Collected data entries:
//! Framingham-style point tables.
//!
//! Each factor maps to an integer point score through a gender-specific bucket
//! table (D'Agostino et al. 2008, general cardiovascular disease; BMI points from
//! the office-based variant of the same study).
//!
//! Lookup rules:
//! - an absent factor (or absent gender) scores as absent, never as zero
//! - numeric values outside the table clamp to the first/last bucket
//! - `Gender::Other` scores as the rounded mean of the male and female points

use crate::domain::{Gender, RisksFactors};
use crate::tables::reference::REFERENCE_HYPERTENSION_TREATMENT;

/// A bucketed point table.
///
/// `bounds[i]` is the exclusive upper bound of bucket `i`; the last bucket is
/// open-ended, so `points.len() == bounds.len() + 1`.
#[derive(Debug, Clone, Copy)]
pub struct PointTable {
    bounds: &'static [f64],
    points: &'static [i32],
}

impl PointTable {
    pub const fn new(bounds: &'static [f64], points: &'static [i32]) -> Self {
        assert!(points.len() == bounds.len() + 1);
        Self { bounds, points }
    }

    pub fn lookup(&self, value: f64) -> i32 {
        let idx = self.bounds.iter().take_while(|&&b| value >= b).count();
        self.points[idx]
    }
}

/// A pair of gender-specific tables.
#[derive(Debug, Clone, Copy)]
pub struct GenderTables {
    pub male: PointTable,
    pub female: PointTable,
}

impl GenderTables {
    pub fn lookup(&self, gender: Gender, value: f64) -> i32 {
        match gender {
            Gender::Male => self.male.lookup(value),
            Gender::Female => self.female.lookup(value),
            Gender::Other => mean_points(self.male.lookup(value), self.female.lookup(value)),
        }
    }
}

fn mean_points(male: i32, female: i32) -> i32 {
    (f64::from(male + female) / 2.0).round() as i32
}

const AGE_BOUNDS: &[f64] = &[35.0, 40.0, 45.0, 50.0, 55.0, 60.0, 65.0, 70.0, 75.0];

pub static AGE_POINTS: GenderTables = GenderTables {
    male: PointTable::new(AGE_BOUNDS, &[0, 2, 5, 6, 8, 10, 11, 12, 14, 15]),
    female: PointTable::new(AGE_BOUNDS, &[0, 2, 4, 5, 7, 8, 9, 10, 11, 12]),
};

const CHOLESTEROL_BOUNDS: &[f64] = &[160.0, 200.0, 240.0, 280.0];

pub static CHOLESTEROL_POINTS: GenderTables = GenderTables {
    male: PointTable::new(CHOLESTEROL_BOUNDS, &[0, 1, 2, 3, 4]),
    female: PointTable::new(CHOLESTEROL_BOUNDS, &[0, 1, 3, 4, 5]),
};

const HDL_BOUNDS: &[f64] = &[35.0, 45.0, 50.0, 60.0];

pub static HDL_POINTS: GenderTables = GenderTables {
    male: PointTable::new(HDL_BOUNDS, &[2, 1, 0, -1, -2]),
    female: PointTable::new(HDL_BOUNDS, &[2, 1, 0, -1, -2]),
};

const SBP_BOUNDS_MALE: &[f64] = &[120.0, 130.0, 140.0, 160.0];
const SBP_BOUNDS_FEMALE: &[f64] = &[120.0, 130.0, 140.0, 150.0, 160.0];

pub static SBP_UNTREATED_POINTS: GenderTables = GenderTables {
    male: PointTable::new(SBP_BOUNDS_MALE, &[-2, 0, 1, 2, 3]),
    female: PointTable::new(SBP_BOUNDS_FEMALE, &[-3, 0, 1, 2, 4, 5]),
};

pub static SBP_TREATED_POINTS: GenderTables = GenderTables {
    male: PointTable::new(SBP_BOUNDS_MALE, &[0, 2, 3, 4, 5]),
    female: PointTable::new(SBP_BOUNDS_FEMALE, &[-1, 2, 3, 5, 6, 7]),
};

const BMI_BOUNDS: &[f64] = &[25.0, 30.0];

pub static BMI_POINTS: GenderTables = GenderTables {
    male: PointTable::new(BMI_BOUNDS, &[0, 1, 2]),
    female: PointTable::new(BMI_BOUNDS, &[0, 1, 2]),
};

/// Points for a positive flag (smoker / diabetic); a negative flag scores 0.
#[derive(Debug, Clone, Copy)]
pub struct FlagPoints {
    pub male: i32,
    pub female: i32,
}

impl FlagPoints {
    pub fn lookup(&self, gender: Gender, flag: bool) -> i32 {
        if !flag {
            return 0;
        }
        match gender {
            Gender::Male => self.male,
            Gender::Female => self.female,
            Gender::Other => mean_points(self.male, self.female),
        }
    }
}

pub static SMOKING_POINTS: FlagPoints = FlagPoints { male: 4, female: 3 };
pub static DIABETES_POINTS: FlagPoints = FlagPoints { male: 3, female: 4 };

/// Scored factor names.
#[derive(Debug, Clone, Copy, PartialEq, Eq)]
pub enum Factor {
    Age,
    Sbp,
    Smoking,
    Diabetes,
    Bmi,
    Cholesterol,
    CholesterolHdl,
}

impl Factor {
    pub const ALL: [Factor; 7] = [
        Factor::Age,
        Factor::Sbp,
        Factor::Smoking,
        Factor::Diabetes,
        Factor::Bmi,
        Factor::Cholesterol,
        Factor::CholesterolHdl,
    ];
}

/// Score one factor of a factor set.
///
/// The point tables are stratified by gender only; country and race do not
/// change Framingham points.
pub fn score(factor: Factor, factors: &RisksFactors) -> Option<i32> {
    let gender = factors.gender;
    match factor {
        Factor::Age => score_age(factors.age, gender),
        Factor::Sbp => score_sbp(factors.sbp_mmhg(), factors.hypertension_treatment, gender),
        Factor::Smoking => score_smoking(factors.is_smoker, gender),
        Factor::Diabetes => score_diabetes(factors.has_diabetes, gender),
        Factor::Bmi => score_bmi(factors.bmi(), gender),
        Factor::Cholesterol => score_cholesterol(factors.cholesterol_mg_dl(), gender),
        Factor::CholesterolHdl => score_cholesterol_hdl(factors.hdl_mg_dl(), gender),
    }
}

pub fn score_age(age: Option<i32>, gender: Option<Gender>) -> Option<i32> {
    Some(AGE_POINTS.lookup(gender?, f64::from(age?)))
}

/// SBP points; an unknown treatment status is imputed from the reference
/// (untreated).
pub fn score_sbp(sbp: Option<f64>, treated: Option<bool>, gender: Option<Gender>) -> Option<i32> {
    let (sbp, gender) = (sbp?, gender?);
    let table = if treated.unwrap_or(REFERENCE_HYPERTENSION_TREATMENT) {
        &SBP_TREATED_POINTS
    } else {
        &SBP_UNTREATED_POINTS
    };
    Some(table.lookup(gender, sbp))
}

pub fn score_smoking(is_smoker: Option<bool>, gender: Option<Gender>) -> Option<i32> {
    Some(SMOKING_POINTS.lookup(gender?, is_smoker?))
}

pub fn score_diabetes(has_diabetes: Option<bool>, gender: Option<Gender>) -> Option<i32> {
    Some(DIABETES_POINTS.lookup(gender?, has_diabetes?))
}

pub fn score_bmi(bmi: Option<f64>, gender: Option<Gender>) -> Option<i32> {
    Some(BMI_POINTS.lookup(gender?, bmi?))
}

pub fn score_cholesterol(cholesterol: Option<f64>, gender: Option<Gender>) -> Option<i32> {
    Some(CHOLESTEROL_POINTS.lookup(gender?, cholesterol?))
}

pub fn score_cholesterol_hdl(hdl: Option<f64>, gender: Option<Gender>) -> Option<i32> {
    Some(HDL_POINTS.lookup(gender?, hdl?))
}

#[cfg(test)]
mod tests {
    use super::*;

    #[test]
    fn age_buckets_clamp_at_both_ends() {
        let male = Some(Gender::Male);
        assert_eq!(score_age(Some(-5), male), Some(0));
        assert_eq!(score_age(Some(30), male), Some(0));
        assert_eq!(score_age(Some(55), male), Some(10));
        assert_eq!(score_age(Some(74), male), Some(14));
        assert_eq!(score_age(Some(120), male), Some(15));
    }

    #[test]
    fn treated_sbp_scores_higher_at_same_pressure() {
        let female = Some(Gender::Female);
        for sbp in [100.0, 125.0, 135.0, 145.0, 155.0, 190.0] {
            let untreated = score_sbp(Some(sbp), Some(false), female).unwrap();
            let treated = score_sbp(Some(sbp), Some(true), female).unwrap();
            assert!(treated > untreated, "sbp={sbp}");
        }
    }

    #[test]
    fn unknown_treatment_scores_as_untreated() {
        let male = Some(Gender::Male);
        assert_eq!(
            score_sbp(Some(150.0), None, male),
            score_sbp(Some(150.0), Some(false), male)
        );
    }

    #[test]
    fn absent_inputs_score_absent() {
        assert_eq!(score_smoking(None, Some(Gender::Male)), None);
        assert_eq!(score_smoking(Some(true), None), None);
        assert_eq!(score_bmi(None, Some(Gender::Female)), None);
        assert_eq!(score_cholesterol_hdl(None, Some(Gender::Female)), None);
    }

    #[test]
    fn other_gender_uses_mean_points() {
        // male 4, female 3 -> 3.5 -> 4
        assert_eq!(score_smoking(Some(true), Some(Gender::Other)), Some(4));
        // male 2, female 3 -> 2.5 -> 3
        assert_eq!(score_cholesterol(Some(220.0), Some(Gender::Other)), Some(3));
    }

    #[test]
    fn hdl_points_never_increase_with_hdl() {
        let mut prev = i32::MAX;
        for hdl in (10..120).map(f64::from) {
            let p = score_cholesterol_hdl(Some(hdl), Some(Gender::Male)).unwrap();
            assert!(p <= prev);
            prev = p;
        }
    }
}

Requirement => For each line of the entries that includes "impl", show that line.

Response for this exercise =>
impl PointTable {
impl GenderTables {
impl FlagPoints {
impl Factor {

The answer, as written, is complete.